=== Material to process ===
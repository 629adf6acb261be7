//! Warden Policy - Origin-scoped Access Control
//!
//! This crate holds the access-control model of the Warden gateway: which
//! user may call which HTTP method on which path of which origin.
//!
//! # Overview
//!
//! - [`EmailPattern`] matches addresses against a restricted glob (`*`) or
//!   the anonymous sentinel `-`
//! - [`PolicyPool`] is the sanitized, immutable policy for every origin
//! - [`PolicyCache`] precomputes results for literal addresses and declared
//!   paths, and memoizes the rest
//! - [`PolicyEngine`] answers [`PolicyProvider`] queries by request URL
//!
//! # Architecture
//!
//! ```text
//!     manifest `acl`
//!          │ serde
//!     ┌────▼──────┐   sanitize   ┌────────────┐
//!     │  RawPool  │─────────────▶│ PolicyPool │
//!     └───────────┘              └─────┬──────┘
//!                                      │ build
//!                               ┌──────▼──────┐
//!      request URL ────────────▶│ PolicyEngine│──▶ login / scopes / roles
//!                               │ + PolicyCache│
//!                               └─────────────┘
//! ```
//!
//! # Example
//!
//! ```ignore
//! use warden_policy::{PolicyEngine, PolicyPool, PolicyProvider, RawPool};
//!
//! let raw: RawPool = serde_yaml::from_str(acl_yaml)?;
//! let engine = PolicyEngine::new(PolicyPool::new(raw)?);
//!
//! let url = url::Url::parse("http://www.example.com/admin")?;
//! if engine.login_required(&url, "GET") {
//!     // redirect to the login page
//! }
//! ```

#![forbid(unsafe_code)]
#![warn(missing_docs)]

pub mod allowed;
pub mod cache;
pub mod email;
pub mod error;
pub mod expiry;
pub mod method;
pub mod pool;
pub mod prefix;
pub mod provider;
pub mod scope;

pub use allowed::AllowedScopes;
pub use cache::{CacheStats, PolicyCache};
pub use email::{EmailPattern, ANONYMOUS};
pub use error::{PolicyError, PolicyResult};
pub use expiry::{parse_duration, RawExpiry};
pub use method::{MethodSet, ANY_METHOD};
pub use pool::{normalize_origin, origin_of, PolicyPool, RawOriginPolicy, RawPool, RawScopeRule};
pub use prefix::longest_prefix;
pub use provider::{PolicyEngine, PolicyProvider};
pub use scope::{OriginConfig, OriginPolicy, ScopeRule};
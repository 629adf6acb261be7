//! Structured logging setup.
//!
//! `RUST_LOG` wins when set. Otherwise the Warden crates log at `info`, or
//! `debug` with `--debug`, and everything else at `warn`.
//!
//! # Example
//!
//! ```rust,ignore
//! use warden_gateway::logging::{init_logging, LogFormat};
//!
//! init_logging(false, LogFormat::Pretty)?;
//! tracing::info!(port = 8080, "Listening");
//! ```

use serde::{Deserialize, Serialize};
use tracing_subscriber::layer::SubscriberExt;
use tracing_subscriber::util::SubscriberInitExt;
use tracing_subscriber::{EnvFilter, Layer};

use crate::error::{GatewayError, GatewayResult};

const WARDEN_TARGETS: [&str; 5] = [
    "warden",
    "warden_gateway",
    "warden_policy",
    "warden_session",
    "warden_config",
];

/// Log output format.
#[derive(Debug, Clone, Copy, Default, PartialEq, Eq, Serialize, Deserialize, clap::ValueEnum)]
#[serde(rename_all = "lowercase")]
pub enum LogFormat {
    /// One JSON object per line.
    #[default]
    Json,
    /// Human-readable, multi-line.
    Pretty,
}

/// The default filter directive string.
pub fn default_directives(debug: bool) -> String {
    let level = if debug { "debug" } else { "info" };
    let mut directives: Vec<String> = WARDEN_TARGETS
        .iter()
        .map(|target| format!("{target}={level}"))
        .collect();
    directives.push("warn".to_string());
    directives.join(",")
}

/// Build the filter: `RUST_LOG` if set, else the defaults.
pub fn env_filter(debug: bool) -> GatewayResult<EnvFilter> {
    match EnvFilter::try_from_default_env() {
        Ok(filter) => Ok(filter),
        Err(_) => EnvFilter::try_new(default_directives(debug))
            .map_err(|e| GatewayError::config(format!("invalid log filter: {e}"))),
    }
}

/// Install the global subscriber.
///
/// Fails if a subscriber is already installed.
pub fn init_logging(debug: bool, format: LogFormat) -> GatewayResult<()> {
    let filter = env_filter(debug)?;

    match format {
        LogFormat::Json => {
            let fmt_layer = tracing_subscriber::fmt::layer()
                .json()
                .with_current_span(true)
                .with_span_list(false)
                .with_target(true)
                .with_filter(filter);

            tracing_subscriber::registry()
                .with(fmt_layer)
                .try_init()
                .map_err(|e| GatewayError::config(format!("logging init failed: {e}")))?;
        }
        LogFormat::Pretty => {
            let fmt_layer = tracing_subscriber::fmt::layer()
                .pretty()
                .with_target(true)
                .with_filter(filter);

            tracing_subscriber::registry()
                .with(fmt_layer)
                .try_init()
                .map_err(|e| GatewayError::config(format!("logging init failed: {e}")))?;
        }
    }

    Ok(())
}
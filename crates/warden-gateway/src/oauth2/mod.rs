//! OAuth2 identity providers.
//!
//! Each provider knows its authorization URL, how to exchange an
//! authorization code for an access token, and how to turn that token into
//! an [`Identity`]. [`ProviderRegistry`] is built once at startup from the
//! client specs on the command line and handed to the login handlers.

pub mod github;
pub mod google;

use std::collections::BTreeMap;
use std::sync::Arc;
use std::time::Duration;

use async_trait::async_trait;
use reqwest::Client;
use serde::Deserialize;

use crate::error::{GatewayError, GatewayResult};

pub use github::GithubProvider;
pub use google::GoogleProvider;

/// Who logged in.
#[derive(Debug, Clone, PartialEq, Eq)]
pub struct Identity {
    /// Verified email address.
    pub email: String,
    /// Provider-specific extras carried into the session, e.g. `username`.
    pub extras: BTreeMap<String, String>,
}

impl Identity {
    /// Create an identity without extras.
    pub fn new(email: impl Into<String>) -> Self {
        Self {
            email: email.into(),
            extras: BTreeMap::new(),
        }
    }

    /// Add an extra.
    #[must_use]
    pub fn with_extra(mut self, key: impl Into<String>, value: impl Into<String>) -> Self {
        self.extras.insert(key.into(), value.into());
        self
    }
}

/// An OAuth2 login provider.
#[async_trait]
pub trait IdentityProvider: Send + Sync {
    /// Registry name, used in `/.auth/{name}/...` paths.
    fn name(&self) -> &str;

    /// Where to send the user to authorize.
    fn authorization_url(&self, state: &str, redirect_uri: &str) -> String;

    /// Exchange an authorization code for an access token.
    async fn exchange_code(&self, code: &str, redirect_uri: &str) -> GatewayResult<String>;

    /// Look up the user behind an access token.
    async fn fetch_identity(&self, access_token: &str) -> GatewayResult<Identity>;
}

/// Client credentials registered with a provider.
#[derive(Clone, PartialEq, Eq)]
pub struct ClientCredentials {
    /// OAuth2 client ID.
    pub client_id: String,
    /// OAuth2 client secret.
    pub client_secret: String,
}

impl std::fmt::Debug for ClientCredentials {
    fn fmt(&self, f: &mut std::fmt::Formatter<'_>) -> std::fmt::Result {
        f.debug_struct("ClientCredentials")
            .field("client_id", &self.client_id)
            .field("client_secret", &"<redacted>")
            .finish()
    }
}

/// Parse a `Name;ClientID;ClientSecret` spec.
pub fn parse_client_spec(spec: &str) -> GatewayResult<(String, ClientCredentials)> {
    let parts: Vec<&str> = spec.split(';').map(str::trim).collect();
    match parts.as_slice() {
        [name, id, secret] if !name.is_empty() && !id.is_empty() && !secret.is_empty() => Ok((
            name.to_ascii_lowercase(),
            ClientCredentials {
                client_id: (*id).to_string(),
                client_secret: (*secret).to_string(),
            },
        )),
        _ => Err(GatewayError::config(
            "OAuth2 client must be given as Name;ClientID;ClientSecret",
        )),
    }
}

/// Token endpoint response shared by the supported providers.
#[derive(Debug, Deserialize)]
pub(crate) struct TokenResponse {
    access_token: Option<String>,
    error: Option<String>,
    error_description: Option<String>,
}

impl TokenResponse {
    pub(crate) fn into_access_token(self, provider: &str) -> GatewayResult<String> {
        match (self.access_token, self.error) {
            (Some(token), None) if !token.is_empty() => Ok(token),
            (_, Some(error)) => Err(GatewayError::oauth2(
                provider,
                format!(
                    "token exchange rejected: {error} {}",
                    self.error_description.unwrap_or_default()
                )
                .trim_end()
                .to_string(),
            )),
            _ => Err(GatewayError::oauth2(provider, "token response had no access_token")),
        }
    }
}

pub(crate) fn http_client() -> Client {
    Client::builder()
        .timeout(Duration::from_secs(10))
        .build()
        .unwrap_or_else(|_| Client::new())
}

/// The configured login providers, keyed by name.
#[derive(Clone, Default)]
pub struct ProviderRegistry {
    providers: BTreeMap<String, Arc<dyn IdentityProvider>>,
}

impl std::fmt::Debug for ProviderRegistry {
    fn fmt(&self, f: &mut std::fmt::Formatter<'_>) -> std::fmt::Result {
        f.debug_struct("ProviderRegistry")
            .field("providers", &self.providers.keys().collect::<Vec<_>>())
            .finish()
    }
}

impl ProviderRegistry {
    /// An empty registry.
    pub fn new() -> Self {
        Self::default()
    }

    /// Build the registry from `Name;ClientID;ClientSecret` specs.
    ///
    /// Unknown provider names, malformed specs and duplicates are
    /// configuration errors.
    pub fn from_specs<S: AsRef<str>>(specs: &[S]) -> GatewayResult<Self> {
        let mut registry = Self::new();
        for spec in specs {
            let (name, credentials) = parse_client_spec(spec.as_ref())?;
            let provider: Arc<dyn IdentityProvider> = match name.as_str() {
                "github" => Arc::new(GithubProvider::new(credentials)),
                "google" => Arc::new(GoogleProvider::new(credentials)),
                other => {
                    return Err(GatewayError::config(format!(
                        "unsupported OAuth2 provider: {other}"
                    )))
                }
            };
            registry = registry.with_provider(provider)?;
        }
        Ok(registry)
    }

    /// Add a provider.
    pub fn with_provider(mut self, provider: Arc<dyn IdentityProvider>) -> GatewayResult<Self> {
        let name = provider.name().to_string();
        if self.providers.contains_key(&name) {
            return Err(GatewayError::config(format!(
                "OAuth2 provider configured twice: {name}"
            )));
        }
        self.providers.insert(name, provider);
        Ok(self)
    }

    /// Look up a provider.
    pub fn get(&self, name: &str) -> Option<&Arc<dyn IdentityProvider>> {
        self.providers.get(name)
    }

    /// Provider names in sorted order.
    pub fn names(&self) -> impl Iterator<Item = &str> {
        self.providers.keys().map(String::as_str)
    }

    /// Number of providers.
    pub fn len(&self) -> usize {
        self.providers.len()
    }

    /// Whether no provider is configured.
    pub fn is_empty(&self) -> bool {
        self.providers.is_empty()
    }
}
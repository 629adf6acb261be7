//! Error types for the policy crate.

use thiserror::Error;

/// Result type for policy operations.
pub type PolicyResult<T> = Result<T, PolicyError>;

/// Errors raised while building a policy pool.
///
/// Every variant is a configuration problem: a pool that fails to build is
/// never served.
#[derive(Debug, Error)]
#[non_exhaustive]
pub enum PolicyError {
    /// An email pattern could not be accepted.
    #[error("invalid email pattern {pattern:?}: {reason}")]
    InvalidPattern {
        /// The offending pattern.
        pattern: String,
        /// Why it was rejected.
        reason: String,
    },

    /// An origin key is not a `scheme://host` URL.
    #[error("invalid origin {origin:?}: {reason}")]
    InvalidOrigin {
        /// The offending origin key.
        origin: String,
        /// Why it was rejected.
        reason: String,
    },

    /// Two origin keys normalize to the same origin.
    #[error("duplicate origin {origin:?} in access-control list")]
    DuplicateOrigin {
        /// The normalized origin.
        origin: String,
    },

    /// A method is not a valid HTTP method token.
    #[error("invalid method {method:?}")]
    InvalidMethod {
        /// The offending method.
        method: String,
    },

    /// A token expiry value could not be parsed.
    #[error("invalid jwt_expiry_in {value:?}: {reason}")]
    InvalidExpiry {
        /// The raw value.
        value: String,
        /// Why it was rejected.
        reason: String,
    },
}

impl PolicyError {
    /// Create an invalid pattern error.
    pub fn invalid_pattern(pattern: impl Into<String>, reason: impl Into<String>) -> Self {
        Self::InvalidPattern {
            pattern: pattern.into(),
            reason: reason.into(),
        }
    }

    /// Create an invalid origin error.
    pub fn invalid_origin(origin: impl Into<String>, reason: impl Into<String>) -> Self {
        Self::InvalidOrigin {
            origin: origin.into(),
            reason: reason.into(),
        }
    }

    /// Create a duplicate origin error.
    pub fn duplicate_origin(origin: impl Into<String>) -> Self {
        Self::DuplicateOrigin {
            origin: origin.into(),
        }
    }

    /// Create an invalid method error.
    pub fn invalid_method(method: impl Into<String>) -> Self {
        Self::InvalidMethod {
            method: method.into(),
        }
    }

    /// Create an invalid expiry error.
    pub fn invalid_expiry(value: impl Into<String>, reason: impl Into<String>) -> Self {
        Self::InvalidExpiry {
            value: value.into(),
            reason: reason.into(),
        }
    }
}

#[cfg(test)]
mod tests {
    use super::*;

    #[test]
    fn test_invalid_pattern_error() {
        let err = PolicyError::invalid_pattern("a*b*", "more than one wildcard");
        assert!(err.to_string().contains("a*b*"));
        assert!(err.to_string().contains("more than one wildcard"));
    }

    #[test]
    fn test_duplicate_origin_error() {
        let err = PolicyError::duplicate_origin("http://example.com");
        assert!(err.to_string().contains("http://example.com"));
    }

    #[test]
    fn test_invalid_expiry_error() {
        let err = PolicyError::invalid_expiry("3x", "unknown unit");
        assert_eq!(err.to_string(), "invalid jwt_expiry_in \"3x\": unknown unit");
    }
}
===
Brief: What lines in the listing include the string "false"? Copy them out.

Your solution:
//! init_logging(false, LogFormat::Pretty)?;
                .with_span_list(false)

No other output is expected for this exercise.